Aspects of the Heart: The Many Paths to the Good Life
In a room where people unanimously maintain a conspiracy of silence, one word of truth sounds like a pistol shot. —Czeslaw Milosz
The quality of life as we know it has changed radically in our lifetime. When I was a young woman, the world—my world—was an exercise in answers. We had absolute answers for everything: who was going to heaven and who was not. The number of planets and how they went together. The age of the earth and how it developed. But now things have changed. Now, it seems, life is more an exercise in questions than a catalogue of certainties. It is the unending process of an expanding universe and its expanding knowledge with it.
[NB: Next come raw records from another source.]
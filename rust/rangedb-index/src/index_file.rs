use std::sync::{Arc, Mutex, MutexGuard};

use ahash::AHashMap;
use rangedb_collections::skip_list::DEFAULT_MAX_LEVEL;
use rangedb_common::Result;
use rangedb_format::{FieldType, FileMeta};
use rangedb_io::RangeResolver;

use crate::{BPTree, IndexHeader, MetaDirectory, RemoteFile};

/// Options of an [`IndexFile`].
#[derive(Debug, Clone)]
pub struct IndexFileOptions {
    pub skip_list_max_level: usize,
}

impl Default for IndexFileOptions {
    fn default() -> Self {
        IndexFileOptions {
            skip_list_max_level: DEFAULT_MAX_LEVEL,
        }
    }
}

/// Content-derived state of one generation of the index file.
struct Snapshot {
    generation: u64,
    directory: Arc<MetaDirectory>,
    trees: Mutex<AHashMap<(String, FieldType), BPTree>>,
}

/// An opened index file together with the data file its trees point into.
///
/// The meta directory and one [`BPTree`] per `(field, type)` are memoized for the
/// lifetime of the handle, so tree roots are decoded once and shared by concurrent
/// queries. When a read fails the integrity check, the memoized state is dropped and
/// rebuilt from the file on the next call.
pub struct IndexFile {
    index: Arc<RemoteFile>,
    data: Arc<RemoteFile>,
    options: IndexFileOptions,
    snapshot: Mutex<Arc<Snapshot>>,
}

impl IndexFile {
    /// Opens the index. No I/O happens until the first operation.
    ///
    /// The index file's length is pinned on first read; the data file may keep growing.
    pub fn open(
        index: Arc<dyn RangeResolver>,
        data: Arc<dyn RangeResolver>,
        options: IndexFileOptions,
    ) -> IndexFile {
        let index = Arc::new(RemoteFile::pinned(index, "index"));
        let data = Arc::new(RemoteFile::unpinned(data, "data"));
        let snapshot = Arc::new(Snapshot {
            generation: index.generation(),
            directory: Arc::new(MetaDirectory::new(
                index.clone(),
                options.skip_list_max_level,
            )),
            trees: Mutex::new(AHashMap::new()),
        });
        IndexFile {
            index,
            data,
            options,
            snapshot: Mutex::new(snapshot),
        }
    }

    /// The state of the current generation, rebuilt if an integrity failure was seen
    /// since it was created.
    fn snapshot(&self) -> Arc<Snapshot> {
        let generation = self.index.generation();
        let mut snapshot = self.snapshot.lock().unwrap_or_else(|e| e.into_inner());
        if snapshot.generation != generation {
            log::debug!(
                "{}: dropping directory and trees of generation {}",
                self.index.name(),
                snapshot.generation
            );
            *snapshot = Arc::new(Snapshot {
                generation,
                directory: Arc::new(MetaDirectory::new(
                    self.index.clone(),
                    self.options.skip_list_max_level,
                )),
                trees: Mutex::new(AHashMap::new()),
            });
        }
        snapshot.clone()
    }

    pub fn directory(&self) -> Arc<MetaDirectory> {
        self.snapshot().directory.clone()
    }

    pub fn index_file(&self) -> &Arc<RemoteFile> {
        &self.index
    }

    pub fn data_file(&self) -> &Arc<RemoteFile> {
        &self.data
    }

    pub async fn file_meta(&self) -> Result<FileMeta> {
        self.directory().file_meta().await
    }

    pub async fn headers(&self) -> Result<Vec<IndexHeader>> {
        self.directory().headers().await
    }

    /// The tree indexing `field_name` under `field_type`, if there is one.
    pub async fn tree(&self, field_name: &str, field_type: FieldType) -> Result<Option<BPTree>> {
        let snapshot = self.snapshot();
        let key = (field_name.to_string(), field_type);
        let cached = lock_trees(&snapshot).get(&key).cloned();
        if cached.is_some() {
            return Ok(cached);
        }
        let Some(field) = snapshot.directory.lookup(field_name, field_type).await? else {
            return Ok(None);
        };
        let tree = lock_trees(&snapshot)
            .entry(key)
            .or_insert_with(|| {
                BPTree::with_root(
                    field.page,
                    Some(field.root),
                    self.index.clone(),
                    self.data.clone(),
                )
            })
            .clone();
        Ok(Some(tree))
    }
}

fn lock_trees(snapshot: &Snapshot) -> MutexGuard<'_, AHashMap<(String, FieldType), BPTree>> {
    snapshot.trees.lock().unwrap_or_else(|e| e.into_inner())
}
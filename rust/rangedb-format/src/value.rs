//! Key encodings of indexed values.
//!
//! Every encoding preserves the natural order of the values under byte-lexicographic
//! comparison, so range predicates translate directly into key bounds.

use rangedb_common::{Result, error::Error};

/// Encodes a float as 8 big-endian bytes whose unsigned order matches numeric order.
pub fn encode_f64(value: f64) -> [u8; 8] {
    let bits = value.to_bits();
    let ordered = if bits >> 63 == 1 {
        !bits
    } else {
        bits | (1 << 63)
    };
    ordered.to_be_bytes()
}

pub fn decode_f64(buf: &[u8]) -> Result<f64> {
    let bytes: [u8; 8] = buf
        .try_into()
        .map_err(|_| Error::malformed_node(format!("float64 key of {} bytes", buf.len())))?;
    let ordered = u64::from_be_bytes(bytes);
    let bits = if ordered >> 63 == 1 {
        ordered & !(1 << 63)
    } else {
        !ordered
    };
    Ok(f64::from_bits(bits))
}

pub fn encode_bool(value: bool) -> [u8; 1] {
    [value as u8]
}

pub fn decode_bool(buf: &[u8]) -> Result<bool> {
    match buf {
        [0] => Ok(false),
        [1] => Ok(true),
        _ => Err(Error::malformed_node("invalid boolean key")),
    }
}
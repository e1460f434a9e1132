//! Test fixtures for the rangedb crates.
//!
//! This crate provides:
//! - An in-memory index file writer (meta pages, bulk-loaded B+Trees)
//! - JSON Lines and CSV data file writers
//! - A dataset builder pairing a data file with its index
//! - A resolver wrapper counting the ranges a reader requests
//!
//! It is intended for use as a dev-dependency only.

pub mod counting;
pub mod data_writer;
pub mod dataset;
pub mod index_writer;

pub use counting::CountingResolver;
pub use data_writer::{CsvWriter, JsonlWriter};
pub use dataset::{Dataset, DatasetBuilder};
pub use index_writer::{EntrySpec, IndexWriter};

use rangedb_format::{FileFormat, FileMeta};

/// File metadata for a JSON Lines data file of `len` bytes holding `entries` records.
pub fn jsonl_file_meta(len: usize, entries: usize) -> FileMeta {
    FileMeta {
        version: 1,
        format: FileFormat::Jsonl,
        read_offset: len as u64,
        entries: entries as u64,
    }
}
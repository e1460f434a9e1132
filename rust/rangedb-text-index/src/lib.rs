//! N-gram search over the index file.
//!
//! A text field indexed for search has one tree per gram size (unigram, bigram,
//! trigram) whose keys are the lower-cased n-grams of the field and whose entries point
//! at the records containing them, one entry per occurrence. A search phrase is
//! tokenized the same way; each token's run of entries yields its term frequencies, and
//! the documents are ranked with BM25.

pub mod bm25;
pub mod term_frequency;
pub mod tokenizers;

pub use bm25::{Bm25Scorer, DEFAULT_K1, bm25_idf, bm25_term_score};
pub use term_frequency::TermFrequencies;
pub use tokenizers::{NgramTokenizer, Token, shuffle_tokens};
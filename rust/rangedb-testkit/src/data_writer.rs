//! Data-file builders returning the location of every appended record.

use rangedb_format::MemoryPointer;
use serde_json::Value;

fn span(start: usize, end: usize) -> MemoryPointer {
    MemoryPointer::new(start as u64, (end - start) as u32)
}

/// Builds a JSON Lines file.
#[derive(Debug, Default)]
pub struct JsonlWriter {
    buf: Vec<u8>,
}

impl JsonlWriter {
    pub fn new() -> JsonlWriter {
        JsonlWriter::default()
    }

    /// Appends a record and returns its span, newline excluded.
    pub fn append(&mut self, record: &Value) -> MemoryPointer {
        self.append_raw(&record.to_string())
    }

    /// Appends a line as is.
    pub fn append_raw(&mut self, line: &str) -> MemoryPointer {
        let start = self.buf.len();
        self.buf.extend_from_slice(line.as_bytes());
        let end = self.buf.len();
        self.buf.push(b'\n');
        span(start, end)
    }

    pub fn len(&self) -> usize {
        self.buf.len()
    }

    pub fn is_empty(&self) -> bool {
        self.buf.is_empty()
    }

    pub fn as_bytes(&self) -> &[u8] {
        &self.buf
    }

    pub fn into_bytes(self) -> Vec<u8> {
        self.buf
    }
}

/// Builds a CSV file with a header line.
#[derive(Debug)]
pub struct CsvWriter {
    buf: Vec<u8>,
    columns: usize,
}

impl CsvWriter {
    pub fn new(header: &[&str]) -> CsvWriter {
        let mut buf = header.join(",").into_bytes();
        buf.push(b'\n');
        CsvWriter {
            buf,
            columns: header.len(),
        }
    }

    /// Appends a row and returns its span, newline excluded. Fields are written verbatim.
    pub fn append(&mut self, row: &[&str]) -> anyhow::Result<MemoryPointer> {
        anyhow::ensure!(
            row.len() == self.columns,
            "row has {} fields, header has {}",
            row.len(),
            self.columns
        );
        let start = self.buf.len();
        self.buf.extend_from_slice(row.join(",").as_bytes());
        let end = self.buf.len();
        self.buf.push(b'\n');
        Ok(span(start, end))
    }

    pub fn len(&self) -> usize {
        self.buf.len()
    }

    pub fn is_empty(&self) -> bool {
        self.buf.is_empty()
    }

    pub fn into_bytes(self) -> Vec<u8> {
        self.buf
    }
}
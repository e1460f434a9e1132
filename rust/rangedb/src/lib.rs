//! # rangedb: queries over remote append-only files
//!
//! rangedb answers filtered, ordered and ranked queries against a large JSON Lines or
//! CSV file stored remotely, fetching only the byte ranges it needs. The data file is
//! paired with a binary index file holding one B+Tree per indexed `(field, type)` and,
//! for text search, one tree per n-gram size.
//!
//! ## Reading path
//!
//! * A [`RangeResolver`](io::RangeResolver) fetches batches of byte ranges, checking the
//!   observed file length against the expected one. [`http`] provides a resolver over
//!   HTTP `Range` requests, decoding `multipart/byteranges` responses incrementally.
//! * The index file starts with a chain of linked meta pages locating each field's tree
//!   ([`index::MetaDirectory`]).
//! * Trees are read node by node through [`index::BPTree`] and its bidirectional
//!   [`index::TreeCursor`].
//! * [`Database::query`] plans a [`Query`], scans the narrowest key range of a single
//!   field's tree or ranks documents with BM25 over the n-gram trees ([`text_index`]),
//!   and streams the matching records.
//!
//! ## Example
//!
//! ```no_run
//! # async fn example(
//! #     data: std::sync::Arc<dyn rangedb::io::RangeResolver>,
//! #     index: std::sync::Arc<dyn rangedb::io::RangeResolver>,
//! # ) -> rangedb::common::Result<()> {
//! use futures::TryStreamExt;
//! use rangedb::{Database, DatabaseOptions, Query};
//!
//! let db = Database::open(data, index, DatabaseOptions::default());
//! let query = Query::from_json(r#"{"where": [{"key": "age", "operation": ">", "value": 30}]}"#)
//!     .expect("valid query");
//! let rows: Vec<_> = db.query(&query).await?.try_collect().await?;
//! # Ok(())
//! # }
//! ```

pub mod database;
pub mod options;
pub mod plan;
pub mod query;
pub mod record;

pub use database::{Database, QueryRow};
pub use options::{DatabaseOptions, SearchOptions};
pub use query::{Direction, Operation, OrderBy, Query, SearchConfig, SearchSpec, WhereNode};

pub use rangedb_common as common;
pub use rangedb_format as format;
pub use rangedb_http as http;
pub use rangedb_index as index;
pub use rangedb_io as io;
pub use rangedb_text_index as text_index;

pub mod support {
    pub use rangedb_collections as collections;
}
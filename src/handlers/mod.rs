pub mod auth;
pub mod bookings;
pub mod events;
pub mod health;
pub mod locations;
pub mod payments;

use std::sync::Arc;

use axum::routing::{get, post};
use axum::Router;

use crate::state::AppState;

pub fn router(state: Arc<AppState>) -> Router {
    Router::new()
        .route("/health", get(health::health))
        .route(
            "/api/locations",
            post(locations::create_location).get(locations::list_locations),
        )
        .route("/api/locations/:id", get(locations::get_location))
        .route("/api/locations/:id/addons", post(locations::add_addon))
        .route("/api/locations/:id/quote", post(locations::quote))
        .route(
            "/api/bookings",
            post(bookings::create_booking).get(bookings::list_bookings),
        )
        .route(
            "/api/bookings/:id",
            get(bookings::get_booking).patch(bookings::update_booking),
        )
        .route("/api/bookings/:id/refund", post(bookings::issue_refund))
        .route("/api/bookings/:id/refunds", get(bookings::list_refunds))
        .route("/api/bookings/:id/history", get(bookings::get_history))
        .route("/api/events", get(events::events_stream))
        .route("/webhooks/payments", post(payments::payment_webhook))
        .with_state(state)
}
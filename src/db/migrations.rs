use anyhow::Context;
use rusqlite::Connection;
use std::fs;
use std::path::PathBuf;

/// `MIGRATIONS_DIR`, then `./migrations`, then the directory shipped with the crate.
fn migrations_dir() -> Option<PathBuf> {
    let candidates = [
        std::env::var("MIGRATIONS_DIR").ok().map(PathBuf::from),
        Some(PathBuf::from("migrations")),
        Some(PathBuf::from(concat!(env!("CARGO_MANIFEST_DIR"), "/migrations"))),
    ];
    candidates.into_iter().flatten().find(|p| p.is_dir())
}

pub fn run_migrations(conn: &Connection) -> anyhow::Result<()> {
    conn.execute_batch(
        "CREATE TABLE IF NOT EXISTS _migrations (
            name TEXT PRIMARY KEY,
            applied_at TEXT NOT NULL DEFAULT (datetime('now'))
        );",
    )
    .context("failed to create migrations table")?;

    let Some(dir) = migrations_dir() else {
        anyhow::bail!("migrations directory not found");
    };

    let mut entries: Vec<_> = fs::read_dir(&dir)
        .with_context(|| format!("failed to read migrations directory {}", dir.display()))?
        .filter_map(|e| e.ok())
        .filter(|e| e.path().extension().is_some_and(|ext| ext == "sql"))
        .collect();

    entries.sort_by_key(|e| e.file_name());

    for entry in entries {
        let name = entry.file_name().to_string_lossy().to_string();

        let already_applied: bool = conn
            .query_row(
                "SELECT COUNT(*) > 0 FROM _migrations WHERE name = ?1",
                [&name],
                |row| row.get(0),
            )
            .context("failed to check migration status")?;

        if already_applied {
            continue;
        }

        let sql = fs::read_to_string(entry.path())
            .with_context(|| format!("failed to read migration file: {name}"))?;

        apply_migration(conn, &name, &sql)?;
        tracing::info!(migration = %name, "applied migration");
    }

    Ok(())
}

/// Schema and bookkeeping row land together; dropping `tx` on error rolls back.
fn apply_migration(conn: &Connection, name: &str, sql: &str) -> anyhow::Result<()> {
    let tx = conn
        .unchecked_transaction()
        .context("failed to start migration transaction")?;
    tx.execute_batch(sql)
        .with_context(|| format!("failed to apply migration: {name}"))?;
    tx.execute("INSERT INTO _migrations (name) VALUES (?1)", [name])
        .with_context(|| format!("failed to record migration: {name}"))?;
    tx.commit()
        .with_context(|| format!("failed to commit migration: {name}"))?;
    Ok(())
}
Nothing, it seems, is not now open to question.
When we consider yesterday’s answers more important than today’s questions, we fail both the past and the future. In the first place, the past was for its own time; in the second place, it is meant to prepare us to face the future.
Never refuse to ask a question however unwelcome the question may be. In the end, it may be the only thing that saves us from our own ignorance. To keep growing, it is imperative to keep asking the forbidden questions.
When we try to stop thought by stopping people from asking forbidden questions, we only prove the paucity of our answers. What is true will hold up to scrutiny—however much untruth is around us. If an idea be of God—like love and goodness and openness and respect and tolerance and compassion—it will thrive in the most godless environment.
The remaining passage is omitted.